++++ DATA FOR ANALYSIS

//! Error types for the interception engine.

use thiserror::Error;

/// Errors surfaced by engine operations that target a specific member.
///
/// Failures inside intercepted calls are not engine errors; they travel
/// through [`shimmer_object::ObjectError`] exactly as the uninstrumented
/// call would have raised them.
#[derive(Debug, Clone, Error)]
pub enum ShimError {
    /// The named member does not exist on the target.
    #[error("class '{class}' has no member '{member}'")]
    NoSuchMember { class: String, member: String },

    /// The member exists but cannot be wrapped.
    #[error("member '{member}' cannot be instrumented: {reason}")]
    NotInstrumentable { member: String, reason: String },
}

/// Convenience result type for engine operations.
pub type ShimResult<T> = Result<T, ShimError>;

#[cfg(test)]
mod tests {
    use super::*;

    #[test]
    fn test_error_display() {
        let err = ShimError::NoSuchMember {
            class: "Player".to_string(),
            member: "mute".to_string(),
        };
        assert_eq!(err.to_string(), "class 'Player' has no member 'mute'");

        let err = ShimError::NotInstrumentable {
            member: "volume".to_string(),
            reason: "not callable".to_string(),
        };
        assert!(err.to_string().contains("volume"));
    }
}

++++++++

REQUIREMENT: Across the data, how many lines contain the string "target"? Only the number is wanted.

TASK RESPONSE: 2